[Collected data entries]
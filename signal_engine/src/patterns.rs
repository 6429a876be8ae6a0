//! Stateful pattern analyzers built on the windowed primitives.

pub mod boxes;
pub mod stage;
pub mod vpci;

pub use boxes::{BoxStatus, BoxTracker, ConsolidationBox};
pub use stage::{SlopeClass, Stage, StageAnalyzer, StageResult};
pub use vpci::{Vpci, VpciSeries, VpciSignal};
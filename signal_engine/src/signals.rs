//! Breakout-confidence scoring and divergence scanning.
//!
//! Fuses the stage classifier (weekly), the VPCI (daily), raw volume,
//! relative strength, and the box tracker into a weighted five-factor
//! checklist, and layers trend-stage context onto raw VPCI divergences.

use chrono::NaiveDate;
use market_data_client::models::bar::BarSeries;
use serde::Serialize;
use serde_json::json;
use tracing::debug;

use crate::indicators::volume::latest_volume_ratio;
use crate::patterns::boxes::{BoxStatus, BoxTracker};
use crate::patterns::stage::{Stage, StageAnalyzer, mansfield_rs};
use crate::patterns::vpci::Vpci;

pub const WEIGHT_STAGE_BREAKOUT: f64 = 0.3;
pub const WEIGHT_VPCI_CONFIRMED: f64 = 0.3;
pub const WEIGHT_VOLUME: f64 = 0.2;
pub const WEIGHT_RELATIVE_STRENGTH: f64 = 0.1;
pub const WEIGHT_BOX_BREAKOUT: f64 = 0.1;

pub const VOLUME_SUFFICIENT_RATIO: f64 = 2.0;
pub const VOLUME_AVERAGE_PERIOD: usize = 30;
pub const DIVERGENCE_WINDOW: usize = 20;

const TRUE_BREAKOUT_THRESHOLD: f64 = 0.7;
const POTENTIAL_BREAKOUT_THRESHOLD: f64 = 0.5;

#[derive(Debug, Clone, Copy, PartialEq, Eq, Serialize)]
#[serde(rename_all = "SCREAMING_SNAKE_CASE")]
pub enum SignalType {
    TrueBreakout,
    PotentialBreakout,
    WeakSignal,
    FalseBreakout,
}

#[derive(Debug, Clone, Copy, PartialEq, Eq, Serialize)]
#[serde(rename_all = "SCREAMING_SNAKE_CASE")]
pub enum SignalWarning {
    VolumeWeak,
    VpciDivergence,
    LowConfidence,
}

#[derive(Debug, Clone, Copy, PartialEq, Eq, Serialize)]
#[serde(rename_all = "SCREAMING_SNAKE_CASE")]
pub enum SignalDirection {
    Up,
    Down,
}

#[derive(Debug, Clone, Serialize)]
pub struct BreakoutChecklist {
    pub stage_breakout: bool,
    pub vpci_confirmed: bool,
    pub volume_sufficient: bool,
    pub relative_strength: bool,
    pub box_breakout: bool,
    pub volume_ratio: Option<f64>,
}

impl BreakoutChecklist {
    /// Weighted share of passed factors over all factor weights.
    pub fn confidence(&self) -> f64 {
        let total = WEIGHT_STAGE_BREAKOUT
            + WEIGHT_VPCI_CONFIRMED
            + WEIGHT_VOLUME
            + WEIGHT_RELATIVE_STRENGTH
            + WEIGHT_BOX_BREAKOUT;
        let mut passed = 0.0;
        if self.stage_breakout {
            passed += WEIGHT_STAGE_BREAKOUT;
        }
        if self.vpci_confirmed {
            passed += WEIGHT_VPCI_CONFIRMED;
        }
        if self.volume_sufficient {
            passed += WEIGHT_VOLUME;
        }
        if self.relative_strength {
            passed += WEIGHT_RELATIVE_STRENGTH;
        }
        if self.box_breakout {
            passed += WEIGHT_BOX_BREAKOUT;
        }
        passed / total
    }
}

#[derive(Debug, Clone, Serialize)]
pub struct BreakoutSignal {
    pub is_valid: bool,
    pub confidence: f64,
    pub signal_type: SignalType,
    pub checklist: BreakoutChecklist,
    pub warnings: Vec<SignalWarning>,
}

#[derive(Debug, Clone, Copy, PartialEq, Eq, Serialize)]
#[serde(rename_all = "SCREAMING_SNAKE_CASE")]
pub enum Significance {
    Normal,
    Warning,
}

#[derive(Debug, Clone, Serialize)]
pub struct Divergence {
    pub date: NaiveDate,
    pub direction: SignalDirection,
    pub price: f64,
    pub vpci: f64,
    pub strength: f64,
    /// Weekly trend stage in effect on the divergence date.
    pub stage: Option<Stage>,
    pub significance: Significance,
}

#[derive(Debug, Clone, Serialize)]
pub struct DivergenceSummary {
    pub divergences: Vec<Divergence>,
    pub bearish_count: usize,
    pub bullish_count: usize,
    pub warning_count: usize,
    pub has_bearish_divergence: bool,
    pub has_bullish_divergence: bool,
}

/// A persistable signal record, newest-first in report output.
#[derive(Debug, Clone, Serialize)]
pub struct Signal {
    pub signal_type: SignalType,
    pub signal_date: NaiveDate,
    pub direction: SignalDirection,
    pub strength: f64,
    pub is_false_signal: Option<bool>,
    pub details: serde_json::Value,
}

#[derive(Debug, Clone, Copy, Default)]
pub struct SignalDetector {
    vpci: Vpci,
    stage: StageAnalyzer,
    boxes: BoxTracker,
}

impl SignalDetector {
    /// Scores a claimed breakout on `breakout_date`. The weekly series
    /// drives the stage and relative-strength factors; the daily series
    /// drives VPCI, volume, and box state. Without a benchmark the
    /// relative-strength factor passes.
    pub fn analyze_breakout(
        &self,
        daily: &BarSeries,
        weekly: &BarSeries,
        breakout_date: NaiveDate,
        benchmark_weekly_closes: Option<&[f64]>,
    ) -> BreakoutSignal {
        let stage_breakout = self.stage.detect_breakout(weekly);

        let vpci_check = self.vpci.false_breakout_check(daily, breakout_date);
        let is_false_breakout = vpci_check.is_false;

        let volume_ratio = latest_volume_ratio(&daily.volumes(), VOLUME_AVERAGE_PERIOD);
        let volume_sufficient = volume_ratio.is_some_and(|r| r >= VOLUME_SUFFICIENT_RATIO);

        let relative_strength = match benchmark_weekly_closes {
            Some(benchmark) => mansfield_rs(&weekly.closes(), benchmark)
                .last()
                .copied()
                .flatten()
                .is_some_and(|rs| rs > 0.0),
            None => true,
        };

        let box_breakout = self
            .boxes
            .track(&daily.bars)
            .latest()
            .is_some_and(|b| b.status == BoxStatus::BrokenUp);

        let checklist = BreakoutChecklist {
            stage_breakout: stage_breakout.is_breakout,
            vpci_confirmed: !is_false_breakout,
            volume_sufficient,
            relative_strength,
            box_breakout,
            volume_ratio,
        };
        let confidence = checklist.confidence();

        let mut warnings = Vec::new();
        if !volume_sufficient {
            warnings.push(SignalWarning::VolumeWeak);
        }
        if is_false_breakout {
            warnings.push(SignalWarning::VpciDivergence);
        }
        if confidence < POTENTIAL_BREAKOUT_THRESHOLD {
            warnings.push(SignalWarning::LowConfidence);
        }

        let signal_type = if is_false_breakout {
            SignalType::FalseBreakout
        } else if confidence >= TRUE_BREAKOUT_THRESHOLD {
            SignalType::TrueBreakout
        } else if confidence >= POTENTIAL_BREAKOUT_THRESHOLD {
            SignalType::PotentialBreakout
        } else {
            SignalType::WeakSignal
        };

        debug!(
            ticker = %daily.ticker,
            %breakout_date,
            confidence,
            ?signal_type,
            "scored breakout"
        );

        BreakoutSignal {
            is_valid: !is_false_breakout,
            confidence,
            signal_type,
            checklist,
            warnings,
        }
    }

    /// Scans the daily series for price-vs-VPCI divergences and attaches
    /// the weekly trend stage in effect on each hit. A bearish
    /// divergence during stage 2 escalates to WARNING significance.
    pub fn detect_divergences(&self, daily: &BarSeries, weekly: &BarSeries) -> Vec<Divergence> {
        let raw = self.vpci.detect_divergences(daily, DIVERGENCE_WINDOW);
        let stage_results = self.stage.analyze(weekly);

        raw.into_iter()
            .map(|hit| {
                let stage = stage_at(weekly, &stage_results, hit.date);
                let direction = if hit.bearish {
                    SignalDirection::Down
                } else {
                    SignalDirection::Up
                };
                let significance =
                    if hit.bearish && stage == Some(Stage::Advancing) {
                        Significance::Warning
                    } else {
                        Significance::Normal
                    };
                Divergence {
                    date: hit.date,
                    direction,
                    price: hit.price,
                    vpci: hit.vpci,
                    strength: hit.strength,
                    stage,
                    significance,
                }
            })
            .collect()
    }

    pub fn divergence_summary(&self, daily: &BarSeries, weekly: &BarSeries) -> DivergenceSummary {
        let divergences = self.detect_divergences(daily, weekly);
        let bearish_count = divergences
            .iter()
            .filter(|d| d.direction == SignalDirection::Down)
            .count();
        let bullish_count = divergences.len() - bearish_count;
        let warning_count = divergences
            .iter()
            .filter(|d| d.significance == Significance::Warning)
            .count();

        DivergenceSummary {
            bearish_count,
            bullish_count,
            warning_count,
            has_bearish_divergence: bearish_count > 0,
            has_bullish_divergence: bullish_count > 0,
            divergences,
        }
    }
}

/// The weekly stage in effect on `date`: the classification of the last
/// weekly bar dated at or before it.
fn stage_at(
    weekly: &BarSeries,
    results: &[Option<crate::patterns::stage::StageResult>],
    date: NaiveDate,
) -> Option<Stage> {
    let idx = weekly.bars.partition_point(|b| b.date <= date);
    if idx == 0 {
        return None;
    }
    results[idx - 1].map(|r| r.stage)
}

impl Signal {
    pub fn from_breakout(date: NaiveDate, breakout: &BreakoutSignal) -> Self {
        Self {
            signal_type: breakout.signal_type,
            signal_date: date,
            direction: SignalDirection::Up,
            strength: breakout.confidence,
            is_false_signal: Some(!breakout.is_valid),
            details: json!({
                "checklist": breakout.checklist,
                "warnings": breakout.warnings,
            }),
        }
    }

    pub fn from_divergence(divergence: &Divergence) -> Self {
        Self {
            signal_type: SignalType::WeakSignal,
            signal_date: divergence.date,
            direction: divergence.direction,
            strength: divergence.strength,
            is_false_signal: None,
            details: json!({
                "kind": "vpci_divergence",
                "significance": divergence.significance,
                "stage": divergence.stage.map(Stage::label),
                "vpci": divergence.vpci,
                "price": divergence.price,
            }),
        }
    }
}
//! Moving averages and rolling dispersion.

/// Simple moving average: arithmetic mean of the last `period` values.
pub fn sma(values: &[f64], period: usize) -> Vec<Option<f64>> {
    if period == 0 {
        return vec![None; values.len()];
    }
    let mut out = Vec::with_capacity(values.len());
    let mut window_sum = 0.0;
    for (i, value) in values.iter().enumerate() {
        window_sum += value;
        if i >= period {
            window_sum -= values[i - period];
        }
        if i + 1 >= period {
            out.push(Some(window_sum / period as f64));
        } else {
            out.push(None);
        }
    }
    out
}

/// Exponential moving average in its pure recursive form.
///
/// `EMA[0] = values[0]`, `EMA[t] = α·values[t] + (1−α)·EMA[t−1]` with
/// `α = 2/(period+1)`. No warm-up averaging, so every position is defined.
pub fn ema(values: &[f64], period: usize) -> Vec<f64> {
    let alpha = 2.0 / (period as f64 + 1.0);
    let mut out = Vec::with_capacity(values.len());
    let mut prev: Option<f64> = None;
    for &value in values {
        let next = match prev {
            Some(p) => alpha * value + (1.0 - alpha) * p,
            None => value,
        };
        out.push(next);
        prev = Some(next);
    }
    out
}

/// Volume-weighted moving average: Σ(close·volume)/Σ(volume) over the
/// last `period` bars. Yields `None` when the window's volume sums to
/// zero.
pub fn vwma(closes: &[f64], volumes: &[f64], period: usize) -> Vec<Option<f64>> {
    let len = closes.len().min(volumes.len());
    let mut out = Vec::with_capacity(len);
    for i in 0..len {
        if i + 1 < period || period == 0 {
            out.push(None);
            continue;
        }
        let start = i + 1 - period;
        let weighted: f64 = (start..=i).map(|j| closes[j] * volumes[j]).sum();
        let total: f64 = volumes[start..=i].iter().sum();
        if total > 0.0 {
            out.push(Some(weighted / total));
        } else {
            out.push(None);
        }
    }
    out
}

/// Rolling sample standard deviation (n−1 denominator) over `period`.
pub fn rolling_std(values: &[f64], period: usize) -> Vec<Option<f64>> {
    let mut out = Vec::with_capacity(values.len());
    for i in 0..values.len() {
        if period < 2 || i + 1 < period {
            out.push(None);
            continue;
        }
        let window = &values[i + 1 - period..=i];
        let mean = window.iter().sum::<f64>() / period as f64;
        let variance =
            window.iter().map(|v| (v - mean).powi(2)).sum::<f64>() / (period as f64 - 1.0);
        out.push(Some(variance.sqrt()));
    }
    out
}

Work instruction.
Which lines of the data hold the string "NaiveDate"? Return each of them.

Answer section.
use chrono::NaiveDate;
    pub date: NaiveDate,
    pub signal_date: NaiveDate,
        breakout_date: NaiveDate,
    date: NaiveDate,
    pub fn from_breakout(date: NaiveDate, breakout: &BreakoutSignal) -> Self {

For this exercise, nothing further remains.